== LISTED RECORDS ==

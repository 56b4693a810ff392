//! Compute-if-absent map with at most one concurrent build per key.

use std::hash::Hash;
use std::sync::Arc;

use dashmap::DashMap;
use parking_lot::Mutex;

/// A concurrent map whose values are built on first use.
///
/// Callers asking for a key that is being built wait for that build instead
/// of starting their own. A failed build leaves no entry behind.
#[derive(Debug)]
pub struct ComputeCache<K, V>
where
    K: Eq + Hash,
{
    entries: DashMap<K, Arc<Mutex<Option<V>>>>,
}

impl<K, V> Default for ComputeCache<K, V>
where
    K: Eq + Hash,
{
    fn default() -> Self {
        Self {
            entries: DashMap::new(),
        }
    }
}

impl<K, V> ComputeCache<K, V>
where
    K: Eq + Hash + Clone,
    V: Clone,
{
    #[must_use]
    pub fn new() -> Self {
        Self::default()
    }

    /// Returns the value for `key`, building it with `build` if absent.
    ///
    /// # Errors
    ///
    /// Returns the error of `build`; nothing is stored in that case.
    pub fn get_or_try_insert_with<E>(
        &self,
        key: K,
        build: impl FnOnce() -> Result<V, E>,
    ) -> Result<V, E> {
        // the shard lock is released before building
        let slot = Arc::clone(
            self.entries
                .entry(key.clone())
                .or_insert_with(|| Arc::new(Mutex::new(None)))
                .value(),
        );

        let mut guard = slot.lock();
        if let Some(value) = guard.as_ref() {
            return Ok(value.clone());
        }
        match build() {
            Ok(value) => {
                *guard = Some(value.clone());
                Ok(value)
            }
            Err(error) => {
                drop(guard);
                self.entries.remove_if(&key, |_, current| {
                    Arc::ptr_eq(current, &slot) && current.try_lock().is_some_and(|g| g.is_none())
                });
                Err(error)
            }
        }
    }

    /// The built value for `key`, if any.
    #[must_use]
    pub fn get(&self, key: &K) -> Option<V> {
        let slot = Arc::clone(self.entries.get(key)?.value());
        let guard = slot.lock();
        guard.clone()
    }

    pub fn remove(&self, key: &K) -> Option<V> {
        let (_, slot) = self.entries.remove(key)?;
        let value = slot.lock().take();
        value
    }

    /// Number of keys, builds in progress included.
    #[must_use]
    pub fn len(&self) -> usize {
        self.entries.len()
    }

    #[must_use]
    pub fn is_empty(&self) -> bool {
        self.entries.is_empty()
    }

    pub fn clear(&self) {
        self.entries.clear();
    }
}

===
== LISTED RECORDS ==

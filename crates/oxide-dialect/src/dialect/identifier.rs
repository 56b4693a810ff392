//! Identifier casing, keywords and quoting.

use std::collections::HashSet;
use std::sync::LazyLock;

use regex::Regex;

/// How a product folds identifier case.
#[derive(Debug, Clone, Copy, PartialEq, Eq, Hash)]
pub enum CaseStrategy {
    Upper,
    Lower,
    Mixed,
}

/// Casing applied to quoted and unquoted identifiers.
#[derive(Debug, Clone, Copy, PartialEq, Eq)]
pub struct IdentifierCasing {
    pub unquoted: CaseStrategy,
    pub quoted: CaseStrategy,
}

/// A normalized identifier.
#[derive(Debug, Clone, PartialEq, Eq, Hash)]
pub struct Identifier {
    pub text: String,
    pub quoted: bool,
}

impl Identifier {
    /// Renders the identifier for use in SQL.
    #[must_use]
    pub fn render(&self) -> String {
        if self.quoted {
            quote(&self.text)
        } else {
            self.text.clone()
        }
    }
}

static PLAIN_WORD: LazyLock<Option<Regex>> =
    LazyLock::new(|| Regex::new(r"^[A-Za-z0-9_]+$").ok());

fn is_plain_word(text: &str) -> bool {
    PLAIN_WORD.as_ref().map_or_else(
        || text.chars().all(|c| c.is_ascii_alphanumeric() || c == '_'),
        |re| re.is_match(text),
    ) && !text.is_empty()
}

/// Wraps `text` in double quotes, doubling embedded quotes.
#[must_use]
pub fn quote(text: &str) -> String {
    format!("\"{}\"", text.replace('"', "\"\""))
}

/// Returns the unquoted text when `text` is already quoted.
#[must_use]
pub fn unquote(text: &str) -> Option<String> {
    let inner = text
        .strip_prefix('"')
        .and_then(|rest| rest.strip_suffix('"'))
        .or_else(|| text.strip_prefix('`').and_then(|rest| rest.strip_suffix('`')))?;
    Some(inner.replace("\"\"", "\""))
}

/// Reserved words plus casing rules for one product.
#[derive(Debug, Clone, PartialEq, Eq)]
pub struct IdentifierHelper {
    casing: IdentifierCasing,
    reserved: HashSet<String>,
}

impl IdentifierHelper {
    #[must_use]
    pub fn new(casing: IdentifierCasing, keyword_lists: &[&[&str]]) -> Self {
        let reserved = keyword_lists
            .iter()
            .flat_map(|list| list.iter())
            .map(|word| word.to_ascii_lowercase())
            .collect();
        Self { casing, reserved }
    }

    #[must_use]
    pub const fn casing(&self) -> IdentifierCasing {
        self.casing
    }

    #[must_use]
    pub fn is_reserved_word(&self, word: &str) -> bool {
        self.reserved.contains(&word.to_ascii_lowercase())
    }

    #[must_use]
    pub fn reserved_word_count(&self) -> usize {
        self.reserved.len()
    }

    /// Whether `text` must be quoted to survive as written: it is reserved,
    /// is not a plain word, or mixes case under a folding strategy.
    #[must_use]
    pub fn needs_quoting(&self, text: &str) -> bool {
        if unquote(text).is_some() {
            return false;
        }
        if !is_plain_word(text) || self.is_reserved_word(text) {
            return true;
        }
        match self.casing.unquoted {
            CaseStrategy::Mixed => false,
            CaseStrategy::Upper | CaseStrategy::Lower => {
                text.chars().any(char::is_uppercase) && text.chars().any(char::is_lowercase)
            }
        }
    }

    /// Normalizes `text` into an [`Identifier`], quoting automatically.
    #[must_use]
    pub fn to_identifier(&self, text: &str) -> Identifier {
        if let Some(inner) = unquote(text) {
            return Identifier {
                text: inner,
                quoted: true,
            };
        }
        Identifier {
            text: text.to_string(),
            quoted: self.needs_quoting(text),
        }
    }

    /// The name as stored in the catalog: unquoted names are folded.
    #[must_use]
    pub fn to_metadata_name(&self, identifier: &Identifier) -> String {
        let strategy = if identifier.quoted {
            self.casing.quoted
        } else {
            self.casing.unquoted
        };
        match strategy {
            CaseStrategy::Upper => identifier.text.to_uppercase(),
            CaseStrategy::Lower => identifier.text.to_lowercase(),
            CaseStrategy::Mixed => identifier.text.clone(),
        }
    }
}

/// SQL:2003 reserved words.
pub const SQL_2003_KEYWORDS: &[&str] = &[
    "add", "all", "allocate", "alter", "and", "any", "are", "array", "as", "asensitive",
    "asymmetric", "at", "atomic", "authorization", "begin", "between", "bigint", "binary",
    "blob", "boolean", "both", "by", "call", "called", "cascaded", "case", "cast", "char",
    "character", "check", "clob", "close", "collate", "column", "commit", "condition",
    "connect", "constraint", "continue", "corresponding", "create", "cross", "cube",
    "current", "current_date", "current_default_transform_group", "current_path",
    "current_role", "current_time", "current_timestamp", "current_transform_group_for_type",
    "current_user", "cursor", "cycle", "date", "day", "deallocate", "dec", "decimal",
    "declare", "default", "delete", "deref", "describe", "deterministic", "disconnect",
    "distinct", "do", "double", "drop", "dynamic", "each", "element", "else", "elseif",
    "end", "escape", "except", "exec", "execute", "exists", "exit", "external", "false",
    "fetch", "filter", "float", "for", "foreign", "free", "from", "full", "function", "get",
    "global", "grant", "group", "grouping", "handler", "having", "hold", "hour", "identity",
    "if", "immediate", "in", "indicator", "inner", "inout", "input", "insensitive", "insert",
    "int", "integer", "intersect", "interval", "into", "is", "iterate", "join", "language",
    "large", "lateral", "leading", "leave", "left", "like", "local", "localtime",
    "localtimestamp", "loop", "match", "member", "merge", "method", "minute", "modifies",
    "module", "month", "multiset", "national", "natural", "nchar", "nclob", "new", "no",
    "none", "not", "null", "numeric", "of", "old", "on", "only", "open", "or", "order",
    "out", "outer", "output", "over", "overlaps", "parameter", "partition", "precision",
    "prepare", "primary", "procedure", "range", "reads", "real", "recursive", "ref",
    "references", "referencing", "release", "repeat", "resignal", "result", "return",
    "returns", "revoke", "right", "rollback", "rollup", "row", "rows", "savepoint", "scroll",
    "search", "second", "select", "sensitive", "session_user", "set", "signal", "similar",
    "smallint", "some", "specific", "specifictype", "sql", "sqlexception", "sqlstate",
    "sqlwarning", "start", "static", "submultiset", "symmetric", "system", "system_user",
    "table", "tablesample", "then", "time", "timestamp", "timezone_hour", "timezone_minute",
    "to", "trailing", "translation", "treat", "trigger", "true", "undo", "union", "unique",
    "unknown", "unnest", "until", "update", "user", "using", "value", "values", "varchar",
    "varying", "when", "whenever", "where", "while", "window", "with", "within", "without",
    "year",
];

===
== LISTED RECORDS ==

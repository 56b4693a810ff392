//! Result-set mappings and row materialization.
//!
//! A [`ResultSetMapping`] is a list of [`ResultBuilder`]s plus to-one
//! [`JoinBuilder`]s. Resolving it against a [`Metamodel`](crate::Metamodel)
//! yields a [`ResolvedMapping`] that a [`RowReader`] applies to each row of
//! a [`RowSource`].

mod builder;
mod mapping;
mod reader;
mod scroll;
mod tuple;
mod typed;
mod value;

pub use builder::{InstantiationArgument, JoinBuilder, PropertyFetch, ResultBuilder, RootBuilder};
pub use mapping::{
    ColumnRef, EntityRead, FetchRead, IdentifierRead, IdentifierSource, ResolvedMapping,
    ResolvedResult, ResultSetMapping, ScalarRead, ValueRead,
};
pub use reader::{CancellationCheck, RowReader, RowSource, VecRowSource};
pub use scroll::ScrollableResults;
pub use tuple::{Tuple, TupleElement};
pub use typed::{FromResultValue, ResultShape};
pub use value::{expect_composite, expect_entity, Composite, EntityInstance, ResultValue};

===

All lines above that include the word "ResultBuilder" should be located and copied.

//! A [`ResultSetMapping`] is a list of [`ResultBuilder`]s plus to-one
pub use builder::{InstantiationArgument, JoinBuilder, PropertyFetch, ResultBuilder, RootBuilder};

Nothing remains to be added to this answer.